The specific objectives of managing waste generated by  Bakery are to:

  • Reduce risks to human health and environment
  • Develop or identify environmentally sound treatment, storage and disposal procedures
  • Reduce waste management cost, including potential long-term liability in waste generation treatment and disposal
  • Fully control waste streams and eliminate “unwanted practices” such as use of non authorized dumpsite.

 Emphasis covers the following subsections

  • ØPower station Waste management

This category of wastes contains high quantity of hydrocarbon compound which if discharged without treatment will have adverse impact in the biosphere. Gases that come off from spent oil, even the emissions from the exhaust of power plant can cause air pollution thereby exacerbating the phenomenon of global warming. Besides, leakage can contaminate groundwater.  No spent oil should be discharged into the drains.

  • ØWaste Water

Waste water in bakery arising from cleaning and spillage will contain high quantity of organic matter and other materials which are detrimental to the environment.

In order to operate in an environmentally sustainable manner, waste water treatment system are essential to mitigate the risk of pollution

  • ØPest Control:

The presence of pests in food production and preparation areas has always been unacceptable. These include; cockroaches, flies, ants, birds etc which may carry pathogenic organisms. The present of pests may lead to adverse public opinion and loss of reputation. The objective of pest management is be to prevent as far as practicable, the introduction of pests and reduce the condition that may encourage their presence

  • ØEnvironmental Factor

This subsection summarizes the activities, identifies the sources of pollutants , the environmental factors which may be impacted and documents measures to manage and/or mitigate the impacts on the environment. It documents environmental factors, objectives and FEPA requirements.

  • ØProffered Mitigation/Management Plans For Landmark Bakery

This section proffered mitigation/ management guidelines for controlling the nuisances caused by bakery operations.

  • ØGeneral Recommendation For Handling Landmark Bakery Waste

Effective waste handling and disposal are key elements of an organization’s environmental management system. This is predicated upon the fact that effective waste management contributes to environmental sustainability and reduction of both operating cost and future liabilities.

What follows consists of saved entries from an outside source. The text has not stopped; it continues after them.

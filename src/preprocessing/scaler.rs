//! Feature standardization
//!
//! The scaler is fit on training features only; the resulting
//! [`ScalerState`] is then applied unchanged to every other partition.

use crate::error::{EvalError, Result};
use ndarray::{Array2, Axis};
use serde::{Deserialize, Serialize};
use tracing::warn;

/// Standard deviations at or below this are treated as zero
const MIN_STD: f64 = 1e-12;

/// Per-feature centering and scaling parameters
#[derive(Debug, Clone, Copy, PartialEq, Serialize, Deserialize)]
pub struct ScalerParams {
    /// Feature mean
    pub center: f64,
    /// Feature standard deviation, or 1.0 for constant features
    pub scale: f64,
}

/// Fitted standardization state. Read-only after fitting.
#[derive(Debug, Clone, PartialEq, Serialize, Deserialize)]
pub struct ScalerState {
    params: Vec<ScalerParams>,
    /// Features whose training standard deviation was zero
    constant_features: Vec<usize>,
}

/// Z-score standardizer: `(x - mean) / std`
#[derive(Debug, Clone, Copy, Default)]
pub struct StandardScaler;

impl StandardScaler {
    /// Compute per-feature mean and population standard deviation.
    ///
    /// A feature with zero standard deviation keeps scale 1.0, so it is only
    /// centered and never divided by zero.
    pub fn fit(x: &Array2<f64>) -> Result<ScalerState> {
        if x.nrows() == 0 {
            return Err(EvalError::DataError(
                "cannot fit scaler on zero rows".to_string(),
            ));
        }

        let mut params = Vec::with_capacity(x.ncols());
        let mut constant_features = Vec::new();

        for (idx, col) in x.axis_iter(Axis(1)).enumerate() {
            let center = col.mean().unwrap_or(0.0);
            let std = col.std(0.0);
            let scale = if std.is_finite() && std > MIN_STD {
                std
            } else {
                constant_features.push(idx);
                1.0
            };
            params.push(ScalerParams { center, scale });
        }

        if !constant_features.is_empty() {
            warn!(
                features = ?constant_features,
                "Constant features in training data; centering without scaling"
            );
        }

        Ok(ScalerState {
            params,
            constant_features,
        })
    }

    /// Fit on `x` and return both the state and the transformed matrix
    pub fn fit_transform(x: &Array2<f64>) -> Result<(ScalerState, Array2<f64>)> {
        let state = Self::fit(x)?;
        let scaled = state.transform(x)?;
        Ok((state, scaled))
    }
}

impl ScalerState {
    /// Apply the fitted transform
    pub fn transform(&self, x: &Array2<f64>) -> Result<Array2<f64>> {
        self.check_width(x)?;
        let mut out = x.to_owned();
        for (mut col, p) in out.axis_iter_mut(Axis(1)).zip(self.params.iter()) {
            col.mapv_inplace(|v| (v - p.center) / p.scale);
        }
        Ok(out)
    }

    pub fn means(&self) -> Vec<f64> {
        self.params.iter().map(|p| p.center).collect()
    }

    pub fn scales(&self) -> Vec<f64> {
        self.params.iter().map(|p| p.scale).collect()
    }

    pub fn constant_features(&self) -> &[usize] {
        &self.constant_features
    }

    pub fn n_features(&self) -> usize {
        self.params.len()
    }

    fn check_width(&self, x: &Array2<f64>) -> Result<()> {
        if x.ncols() != self.params.len() {
            return Err(EvalError::ShapeError {
                expected: format!("{} features", self.params.len()),
                actual: format!("{} features", x.ncols()),
            });
        }
        Ok(())
    }
}

#[cfg(test)]
mod tests {
    use super::*;
    use ndarray::array;

    #[test]
    fn test_standard_scaler() {
        let x = array![[1.0, 10.0], [2.0, 20.0], [3.0, 30.0], [4.0, 40.0], [5.0, 50.0]];
        let (state, scaled) = StandardScaler::fit_transform(&x).unwrap();

        for col in scaled.axis_iter(Axis(1)) {
            assert!(col.mean().unwrap().abs() < 1e-10);
            assert!((col.std(0.0) - 1.0).abs() < 1e-10);
        }
        assert_eq!(state.means(), vec![3.0, 30.0]);
        assert!(state.constant_features().is_empty());
    }

    #[test]
    fn test_constant_feature_is_centered_only() {
        let x = array![[1.0, 7.0], [2.0, 7.0], [3.0, 7.0]];
        let (state, scaled) = StandardScaler::fit_transform(&x).unwrap();

        assert_eq!(state.constant_features(), &[1]);
        assert_eq!(state.scales()[1], 1.0);
        assert!(scaled.column(1).iter().all(|&v| v == 0.0));

        let test = array![[2.0, 9.0]];
        let scaled_test = state.transform(&test).unwrap();
        assert_eq!(scaled_test[[0, 1]], 2.0);
        assert!(scaled_test.iter().all(|v| v.is_finite()));
    }

    #[test]
    fn test_transform_does_not_refit() {
        let train = array![[0.0], [2.0], [4.0]];
        let state = StandardScaler::fit(&train).unwrap();
        let before = state.clone();

        let test = array![[100.0], [200.0]];
        let scaled = state.transform(&test).unwrap();

        assert_eq!(state, before);
        let expected = (100.0 - 2.0) / state.scales()[0];
        assert!((scaled[[0, 0]] - expected).abs() < 1e-12);
    }

    #[test]
    fn test_width_mismatch() {
        let state = StandardScaler::fit(&array![[1.0, 2.0], [3.0, 4.0]]).unwrap();
        assert!(matches!(
            state.transform(&array![[1.0]]),
            Err(EvalError::ShapeError { .. })
        ));
    }
}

This section allocates and justifies priorities that must be taken to effectively control the impact of waste generated by  bakery.


This section provides information and instruction for addressing any health risks that could arise at the workplace.

The operation involved in the production processes in a bread-making industry expose workers to various hazardous substances such as dust from flour and other ingredients, disinfectants and cleaning products. This exposure is due to inhalation, absorption – through the skin or possibly ingestion; this may cause negative health related problem. For instance flour dust may cause asthma, respiratory, nasal and eye problems.

 Occupational dermatitis In bakeries, dermatitis is caused by contact with liquid ingredients such as olive oil and the handling of flour/dough, sugar, spices, herbs and seasoning. Symptoms of the disease include; reddening of the skin, itching, flaking and blisters. The hands and forearms are most commonly affected.

 This section also highlights key environmental, health and safety risk/liability relating to the bakery. These are associated to Poor Storage Conditions, Emissions of Air, Manual Handling and Repetitive Work, Exposure to high Temperature and Radiation, Entry into Confined Spaces, Transportation, and Fire Outbreak.

 Other element that were considered in the subsections include; Food safety, Recommendations for maintaining good health and Safety standard.



This chapter provides the guidelines for monitoring and ascertaining the level of compliance stipulated in this EMP to ensure sustainable business practices in Bakery.  It provides guidelines for monitoring, reporting, review and necessitate measures such as staff training, operational checklist to ensure compliance with stipulated regulations thus promoting continuous environmental improvement.